Information, though not the kind Jack Brown and other incorporation enthusiasts were looking for, was brought to Thursday's meeting by Gene Kane, local government specialist with Alaska's Department of Community and Economic Development.
Kane said Nikiski's previous incorporation attempt stumbled over the size of the proposed area. He cautioned the same future awaits the current proposal, which follows Nikiski Fire Service Area boundaries.
According to Jeff Sinz, borough finance director, who also attended the Thursday meeting, the size of the service area is 5,479 square miles. Cook Inlet accounts for 1,141 square miles, and 3,856 square miles are on the west of side of Cook Inlet. Another 482 square miles are east of Cook Inlet. Kane said the average size of Alaska's 146 cities is 27.1 square miles.
"Fundamentally, a city is a community government; a borough is a regional government," Kane said. "Standards for boroughs in terms of boundaries are very different than cities. A city has boundaries based on municipal services it would provide. Typically, this would be in a compact area. The service area within a borough is the tool for dealing with things on a larger scale."
Kane said he spoke with Brown prior to Thursday.
"I told him (the Department of Community and Economic Development) has concerns relating to extensive boundaries of the proposed city. He dismissed those concerns as 'bureaucratic bull----,'" said Kane, reading from his notes on the conversation. "I was up front. I didn't want to surprise anybody. I said I wanted him to understand what I was going to tell people so I didn't catch him unawares."
Enter Blaine Gilman, an attorney invited by Brown to help cut through the bureaucracy. Payment for Gilman's services depends on the outcome of the incorporation effort.
"I'm pretty much doing it on my own right now," said Gilman.
If unsuccessful, there'll be no bill forthcoming.
"If it's successful, I'll submit a bill, but that may not be up to Jack (Brown) to determine whether it gets paid or not," Gilman said. "That would be up to the new administration of the city of Nikiski."
An alternative route to incorporation being considered by Gilman is through the Legislature.
"A petition for incorporation doesn't necessarily have to be generated through 15 percent of the voters in the area," he said. "The legislature can sponsor it as well. I'm not sure that has ever been done, but it's allowed by statute. That may be a better approach here because there are some problems."
Gilman said boundary issues raised by Kane also raised other issues.

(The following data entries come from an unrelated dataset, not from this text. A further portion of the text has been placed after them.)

//! Error handling for the Dédale application.
//! Defines custom error types and results used throughout the application.

use std::io;
use thiserror::Error;

/// Custom error types for Dédale operations.
///
/// Casting errors are the only recoverable kind: the driver re-prompts on them.
/// Everything else aborts the current session and leaves the target directory
/// as it was when the failure happened.
#[derive(Error, Debug)]
pub enum Error {
    /// Represents errors that occur during file system operations
    #[error("IO error: {0}.")]
    IoError(#[from] io::Error),

    /// The template definition does not have the expected shape
    #[error("Malformed template '{template}': {reason}.")]
    MalformedTemplate { template: String, reason: String },

    /// A `$variable.path` reference could not be resolved against the context
    #[error("Cannot resolve '{reference}': {reason}.")]
    ResolutionError { reference: String, reason: String },

    /// A file action was ambiguous or failed
    #[error("Action error: {0}.")]
    ActionError(String),

    /// User input does not parse to the declared argument type
    #[error("Cannot cast '{input}' to {expected}: {reason}.")]
    CastError { input: String, expected: String, reason: String },

    /// The user declined to answer a prompt
    #[error("Initialisation aborted by user.")]
    UserAbort,

    /// Represents errors that occur during configuration parsing or processing
    #[error("Configuration error: {0}.")]
    ConfigError(String),

    #[error("Template '{name}' does not exist in '{templates_dir}'.")]
    TemplateDoesNotExistError { name: String, templates_dir: String },

    #[error("JSON error: {0}.")]
    JsonError(#[from] serde_json::Error),

    #[error("Directory walk error: {0}.")]
    WalkError(#[from] walkdir::Error),

    #[error("Prompt error: {0}.")]
    PromptError(#[from] dialoguer::Error),
}

impl Error {
    /// Shorthand for [`Error::MalformedTemplate`].
    pub fn malformed<T: Into<String>, R: ToString>(template: T, reason: R) -> Self {
        Error::MalformedTemplate { template: template.into(), reason: reason.to_string() }
    }

    /// Whether the driver may ask the user again instead of aborting.
    pub fn is_recoverable(&self) -> bool {
        matches!(self, Error::CastError { .. })
    }
}

/// Convenience type alias for Results with [`Error`] as the error type.
pub type Result<T> = std::result::Result<T, Error>;

/// Default error handler that prints the error and exits the program.
///
/// # Arguments
/// * `err` - The error to handle
///
/// # Behavior
/// Prints the error message to stderr and exits with status code 1
pub fn default_error_handler(err: Error) {
    eprintln!("{err}");
    std::process::exit(1);
}
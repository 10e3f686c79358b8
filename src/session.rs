//! Session layout: where Dédale keeps its files and which project is being
//! initialised. Built once by the binary and passed down explicitly.

use once_cell::sync::Lazy;
use regex::Regex;
use std::path::{Path, PathBuf};

use crate::constants::{CONFIG_FILE, DEDALE_DIR, PLUGINS_DIR, TEMPLATES_DIR};
use crate::error::{Error, Result};

static PROJECT_NAME: Lazy<Regex> =
    Lazy::new(|| Regex::new(r"^\w+$").expect("project name grammar is a valid regex"));

#[derive(Debug, Clone, PartialEq, Eq)]
pub struct Session {
    pub home: PathBuf,
    /// `~/.dedale`
    pub root: PathBuf,
    pub templates: PathBuf,
    pub plugins: PathBuf,
    /// `~/.dedale/.dedale.json`
    pub config: PathBuf,
}

impl Session {
    pub fn from_home<P: AsRef<Path>>(home: P) -> Self {
        let home = home.as_ref().to_path_buf();
        let root = home.join(DEDALE_DIR);
        Self {
            templates: root.join(TEMPLATES_DIR),
            plugins: root.join(PLUGINS_DIR),
            config: root.join(CONFIG_FILE),
            root,
            home,
        }
    }

    /// Builds the session of the current user.
    pub fn discover() -> Result<Self> {
        dirs::home_dir()
            .map(Self::from_home)
            .ok_or_else(|| Error::ConfigError("unable to find home directory".to_string()))
    }

    /// A `.dedale.json` in `cwd` wins over the user-wide configuration.
    pub fn config_path<P: AsRef<Path>>(&self, cwd: P) -> PathBuf {
        let local = cwd.as_ref().join(CONFIG_FILE);
        if local.is_file() {
            local
        } else {
            self.config.clone()
        }
    }
}

/// The project being initialised.
#[derive(Debug, Clone, PartialEq, Eq)]
pub struct Project {
    pub name: String,
    pub directory: PathBuf,
}

impl Project {
    /// Uses `name` when it is a single word, otherwise the directory name.
    pub fn new<P: AsRef<Path>>(name: Option<&str>, directory: P) -> Self {
        let directory = directory.as_ref().to_path_buf();
        let name = match name {
            Some(name) if PROJECT_NAME.is_match(name) => name.to_string(),
            _ => directory
                .file_name()
                .and_then(|n| n.to_str())
                .unwrap_or("project")
                .to_string(),
        };
        Self { name, directory }
    }
}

"If you can't extend the city's boundaries out toward the same boundaries as the fire service area, you automatically will cause a conflict within the borough because any incorporation of the city of Nikiski would include the major fire station in their downtown district," Gilman said. "One of the things you have to do if you incorporate is integrate the service area.
"How could you integrate that fire service area because you'd be splitting it? You have to retain the assets, so automatically you're put into conflict with the borough if they won't allow the boundaries to be extended that far.
"And so what may have to happen is legislation to allow boundaries to be like that."
According to Dan Bockhorst of the state's Local Boundary Commission, boundary issues are centered in the Alaska Constitution.
"City governments are community based. Organized boroughs are regional entities that embrace large unpopulated entities," Bockhorst said. "The rub comes here in that the expansive boundaries being contemplated tend to blur the distinction between city and borough.
However, Gilman didn't agree that changing the law would blur the city and borough distinction.
"It sure doesn't seem like they are encouraging people to incorporate cities," he said, citing information prepared by the Alaska Department of Community and Regional Affairs, which read, in part, that delegates at Alaska's constitutional convention "considered a borough government without cities to be the optimum form of local government."
"The only reason I can think they would give that type of information would be that they're trying to sway the people of Nikiski from incorporating," Gilman said. "They gave a pretty clear indication that the boundaries being proposed wouldn't be accepted. So, we have to figure out how to get around that."
The deciding point will be the effect of incorporation on the home folks.
"Jack (Brown) said that the numbers have to work out," Gilman said. "Does incorporation increase taxes for the residents of Nikiski? If it does, then it probably won't fly. If it keeps them at about the same tax rate, then they may very well want to do something like this because they'll have more local control. Or the additional services they may gain -- police services and other typical services cities deliver -- may be worth it to them to increase the mill rate. That's the type of analysis that has to be done, and it hasn't been done yet."